On 11/23/05, dsmith @ psea. org dsmith @ psea. org <[EMAIL PROTECTED]> wrote:
> Nathan,
> You raise some good points.  In your opinion if I'm not running in a 
> clustered environment, are session variables the way to go?  Anyone else have 
> thoughts?
>

The answer is very dependent upon details of the application --
session uses memory on the server, client involves an additional
database hit. Right answer depends on the load on the application --
but for a smaller app, it shouldn't be a big deal for either. Default
CFMX session behavior blows up if you have cookies disabled as well --
J2EE sessions can help with that.

As an aside, one enormous difference between client and session is
that you can't store any complex data types -- no structures, arrays,
etc -- only text (which in CF includes numbers, dates, etc). The *fix*
for that is to use WDDX to read/write your structs/arrays/etc to text
and store that in client scope, though that adds even more overhead.

While this sounds like it's pushing you towards session, it doesn't
have to be quite so black-and-white. I built an app two years ago for
a company that wanted to be able to scale quickly without buying CF
enterprise -- so the mandate was to use client-scoped variables. The
app has a *lot* of structures/arrays that needed to be persistent, so
that's lots of WDDX data (including the entire shopping cart which
generally has 30-50 items in it) and a lot of transfer back/forth to
the database. On every hit.

Knowing that at some point moving to session was almost a given, I did
some simple information-hiding so that the code doesn't know anything
about session/client scope for persistent variables -- at the
beginning of each request (Application.cfm, though in FB4.1 I used a
global prefuseaction) I pulled all the data out of the persistent
store (client scope wddx data in this instance) and copied it to
variables scope (though you could probably use request if you wished).
Once all of the processing was done, I wrote the data back to the
persistent store at the end (OnRequestEnd.cfm, though I used FB4.1's
global postfuseaction instead). What this meant was that if we moved
from client to session, the application doesn't know anything changed.
I could change the process to pull the data from multiple places (some
in session, some in client, some pulled out of the db directly) as
long as the resulting output all went into variables scope.
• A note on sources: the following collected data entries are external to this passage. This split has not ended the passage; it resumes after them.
//! Tool catalog loading and lookup
//!
//! The catalog is read-only after initialization. It is either the compiled-in
//! builtin set or an operator override loaded from a TOML file.

use std::collections::HashMap;
use std::path::Path;

use serde::Deserialize;

use crate::error::{BotdeskError, Result};
use crate::schema::{Dependency, FieldKind, FieldSpec};

use super::descriptor::{ToolDescriptor, ToolEntry};

/// TOML representation of a field dependency
#[derive(Debug, Deserialize)]
struct TomlDependency {
    field: String,
    value: String,
}

/// TOML representation of a field
#[derive(Debug, Deserialize)]
struct TomlField {
    name: String,
    kind: String,
    label: Option<String>,
    #[serde(default)]
    choices: Vec<String>,
    default: Option<String>,
    depends_on: Option<TomlDependency>,
    required: Option<bool>,
}

/// TOML representation of a tool definition
#[derive(Debug, Deserialize)]
struct TomlTool {
    id: String,
    name: String,
    category: Option<String>,
    version: Option<String>,
    accepts_attachment: Option<bool>,
    #[serde(rename = "field", default)]
    fields: Vec<TomlField>,
}

/// TOML file structure
#[derive(Debug, Deserialize)]
struct TomlCatalog {
    #[serde(rename = "tool")]
    tools: Vec<TomlTool>,
}

/// Registry of research bots, keyed by tool id
#[derive(Debug, Clone)]
pub struct ToolCatalog {
    tools: HashMap<String, ToolEntry>,
}

impl ToolCatalog {
    /// Create an empty catalog
    pub fn new() -> Self {
        Self {
            tools: HashMap::new(),
        }
    }

    /// Load catalog from a TOML file
    pub fn from_file(path: impl AsRef<Path>) -> Result<Self> {
        let content = std::fs::read_to_string(path.as_ref()).map_err(|e| {
            BotdeskError::Catalog(format!("failed to read catalog file: {}", e))
        })?;
        Self::from_toml(&content)
    }

    /// Load catalog from TOML string
    pub fn from_toml(content: &str) -> Result<Self> {
        let catalog: TomlCatalog = toml::from_str(content)
            .map_err(|e| BotdeskError::Catalog(format!("failed to parse TOML: {}", e)))?;

        let mut result = Self::new();
        for toml_tool in catalog.tools {
            result.insert(Self::convert_toml_tool(toml_tool)?)?;
        }

        Ok(result)
    }

    /// Convert a TOML tool to a ToolEntry
    fn convert_toml_tool(toml_tool: TomlTool) -> Result<ToolEntry> {
        let mut descriptor = ToolDescriptor::new(toml_tool.id, toml_tool.name);
        if let Some(category) = toml_tool.category {
            descriptor = descriptor.with_category(category);
        }
        if let Some(version) = toml_tool.version {
            descriptor = descriptor.with_version(version);
        }
        if toml_tool.accepts_attachment.unwrap_or(false) {
            descriptor = descriptor.with_attachment();
        }

        let mut fields = Vec::with_capacity(toml_tool.fields.len());
        for toml_field in toml_tool.fields {
            let kind = FieldKind::from_str(&toml_field.kind).ok_or_else(|| {
                BotdeskError::Catalog(format!(
                    "invalid kind '{}' for field '{}' of tool '{}'",
                    toml_field.kind, toml_field.name, descriptor.id
                ))
            })?;

            // Choice fields fall back to their first choice as the default.
            let default = toml_field
                .default
                .or_else(|| match kind {
                    FieldKind::Choice => toml_field.choices.first().cloned(),
                    _ => None,
                });

            fields.push(FieldSpec {
                label: toml_field.label.unwrap_or_else(|| toml_field.name.clone()),
                name: toml_field.name,
                kind,
                choices: toml_field.choices,
                default,
                depends_on: toml_field.depends_on.map(|d| Dependency {
                    field: d.field,
                    value: d.value,
                }),
                required: toml_field.required.unwrap_or(true),
            });
        }

        Ok(ToolEntry::new(descriptor, fields))
    }

    /// Add a validated entry, rejecting duplicate ids
    pub fn insert(&mut self, entry: ToolEntry) -> Result<()> {
        entry.validate()?;
        let id = entry.id().to_string();
        if self.tools.contains_key(&id) {
            return Err(BotdeskError::Catalog(format!("duplicate tool id '{}'", id)));
        }
        self.tools.insert(id, entry);
        Ok(())
    }

    /// Get an entry by tool id
    pub fn get(&self, id: &str) -> Option<&ToolEntry> {
        self.tools.get(id)
    }

    /// Get an entry by tool id, failing with UnknownTool
    pub fn entry(&self, id: &str) -> Result<&ToolEntry> {
        self.tools
            .get(id)
            .ok_or_else(|| BotdeskError::UnknownTool(id.to_string()))
    }

    /// Check if a tool exists
    pub fn contains(&self, id: &str) -> bool {
        self.tools.contains_key(id)
    }

    /// Active schema for a tool given the values collected so far
    pub fn active_fields(
        &self,
        tool_id: &str,
        values: &HashMap<String, String>,
    ) -> Result<Vec<&FieldSpec>> {
        let entry = self.entry(tool_id)?;
        Ok(crate::schema::resolver::active_fields(entry, values))
    }

    /// List all tool ids, sorted for stable display
    pub fn list(&self) -> Vec<&str> {
        let mut ids: Vec<&str> = self.tools.keys().map(|s| s.as_str()).collect();
        ids.sort_unstable();
        ids
    }

    /// All entries
    pub fn all(&self) -> impl Iterator<Item = &ToolEntry> {
        self.tools.values()
    }

    /// Entries in the given category
    pub fn by_category(&self, category: &str) -> Vec<&ToolEntry> {
        let mut entries: Vec<&ToolEntry> = self
            .tools
            .values()
            .filter(|e| e.descriptor.category == category)
            .collect();
        entries.sort_by(|a, b| a.id().cmp(b.id()));
        entries
    }

    /// Distinct categories, sorted
    pub fn categories(&self) -> Vec<&str> {
        let mut categories: Vec<&str> = self
            .tools
            .values()
            .map(|e| e.descriptor.category.as_str())
            .collect();
        categories.sort_unstable();
        categories.dedup();
        categories
    }

    /// Number of tools
    pub fn len(&self) -> usize {
        self.tools.len()
    }

    /// Check if catalog is empty
    pub fn is_empty(&self) -> bool {
        self.tools.is_empty()
    }
}

impl Default for ToolCatalog {
    fn default() -> Self {
        Self::new()
    }
}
Did I add
overhead -- sure, a minor bit (esp compared to WDDXing a lot of data
and pushing it to client scope) but the app is much more maitainable
and flexible.

Turns out the application still runs on a single vanilla dell server
-- it never hit the massive load they thought, though it still runs
50k-100k of business/week. And it still handles the persistent data in
client scope, though changing it to session would require tweaking
code in precisely two places.

My real point is that a clean app design can let you switch between
the scopes as appropriate (heck, global search/replace from client. to
session. would probably work as well). It's not bad to think about the
design up front, but it's not hard to handle changes gracefully
either.

--
John Paul Ashenfelter
CTO/Transitionpoint
(blog) http://www.ashenfelter.com
(email) [EMAIL PROTECTED]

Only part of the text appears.